*** Information supplied ***
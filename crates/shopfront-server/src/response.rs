//! Success envelope and paging body.

use axum::Json;
use axum::http::StatusCode;
use axum::response::{IntoResponse, Response};
use serde::Serialize;
use shopfront_core::repository::PaginatedResult;

/// `{ statusCode, data, message }`. The HTTP status mirrors `statusCode`.
#[derive(Debug, Serialize)]
#[serde(rename_all = "camelCase")]
pub struct Envelope<T: Serialize> {
    pub status_code: u16,
    pub data: Option<T>,
    pub message: String,
}

impl<T: Serialize> Envelope<T> {
    pub fn new(status: StatusCode, data: T, message: impl Into<String>) -> Self {
        Self {
            status_code: status.as_u16(),
            data: Some(data),
            message: message.into(),
        }
    }

    pub fn ok(data: T, message: impl Into<String>) -> Self {
        Self::new(StatusCode::OK, data, message)
    }

    pub fn created(data: T, message: impl Into<String>) -> Self {
        Self::new(StatusCode::CREATED, data, message)
    }
}

impl Envelope<()> {
    /// A success envelope with `data: null`.
    pub fn empty(message: impl Into<String>) -> Self {
        Self {
            status_code: StatusCode::OK.as_u16(),
            data: None,
            message: message.into(),
        }
    }
}

impl<T: Serialize> IntoResponse for Envelope<T> {
    fn into_response(self) -> Response {
        let status = StatusCode::from_u16(self.status_code).unwrap_or(StatusCode::OK);
        (status, Json(self)).into_response()
    }
}

/// One page of a listing.
#[derive(Debug, Serialize)]
#[serde(rename_all = "camelCase")]
pub struct Page<T: Serialize> {
    pub docs: Vec<T>,
    pub total_docs: u64,
    pub limit: u64,
    pub page: u64,
    pub total_pages: u64,
    pub has_prev_page: bool,
    pub has_next_page: bool,
}

impl<T: Serialize> From<PaginatedResult<T>> for Page<T> {
    fn from(result: PaginatedResult<T>) -> Self {
        let page = result.page();
        let total_pages = result.total_pages();
        Self {
            total_docs: result.total,
            limit: result.limit,
            page,
            total_pages,
            has_prev_page: page > 1,
            has_next_page: page < total_pages,
            docs: result.items,
        }
    }
}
***
Work required:
Nothing may change. Retype all of the entries.

Answer to this problem:
filename crates/shopfront-server/src/response.rs
//! Success envelope and paging body.

use axum::Json;
use axum::http::StatusCode;
use axum::response::{IntoResponse, Response};
use serde::Serialize;
use shopfront_core::repository::PaginatedResult;

/// `{ statusCode, data, message }`. The HTTP status mirrors `statusCode`.
#[derive(Debug, Serialize)]
#[serde(rename_all = "camelCase")]
pub struct Envelope<T: Serialize> {
    pub status_code: u16,
    pub data: Option<T>,
    pub message: String,
}

impl<T: Serialize> Envelope<T> {
    pub fn new(status: StatusCode, data: T, message: impl Into<String>) -> Self {
        Self {
            status_code: status.as_u16(),
            data: Some(data),
            message: message.into(),
        }
    }

    pub fn ok(data: T, message: impl Into<String>) -> Self {
        Self::new(StatusCode::OK, data, message)
    }

    pub fn created(data: T, message: impl Into<String>) -> Self {
        Self::new(StatusCode::CREATED, data, message)
    }
}

impl Envelope<()> {
    /// A success envelope with `data: null`.
    pub fn empty(message: impl Into<String>) -> Self {
        Self {
            status_code: StatusCode::OK.as_u16(),
            data: None,
            message: message.into(),
        }
    }
}

impl<T: Serialize> IntoResponse for Envelope<T> {
    fn into_response(self) -> Response {
        let status = StatusCode::from_u16(self.status_code).unwrap_or(StatusCode::OK);
        (status, Json(self)).into_response()
    }
}

/// One page of a listing.
#[derive(Debug, Serialize)]
#[serde(rename_all = "camelCase")]
pub struct Page<T: Serialize> {
    pub docs: Vec<T>,
    pub total_docs: u64,
    pub limit: u64,
    pub page: u64,
    pub total_pages: u64,
    pub has_prev_page: bool,
    pub has_next_page: bool,
}

impl<T: Serialize> From<PaginatedResult<T>> for Page<T> {
    fn from(result: PaginatedResult<T>) -> Self {
        let page = result.page();
        let total_pages = result.total_pages();
        Self {
            total_docs: result.total,
            limit: result.limit,
            page,
            total_pages,
            has_prev_page: page > 1,
            has_next_page: page < total_pages,
            docs: result.items,
        }
    }
}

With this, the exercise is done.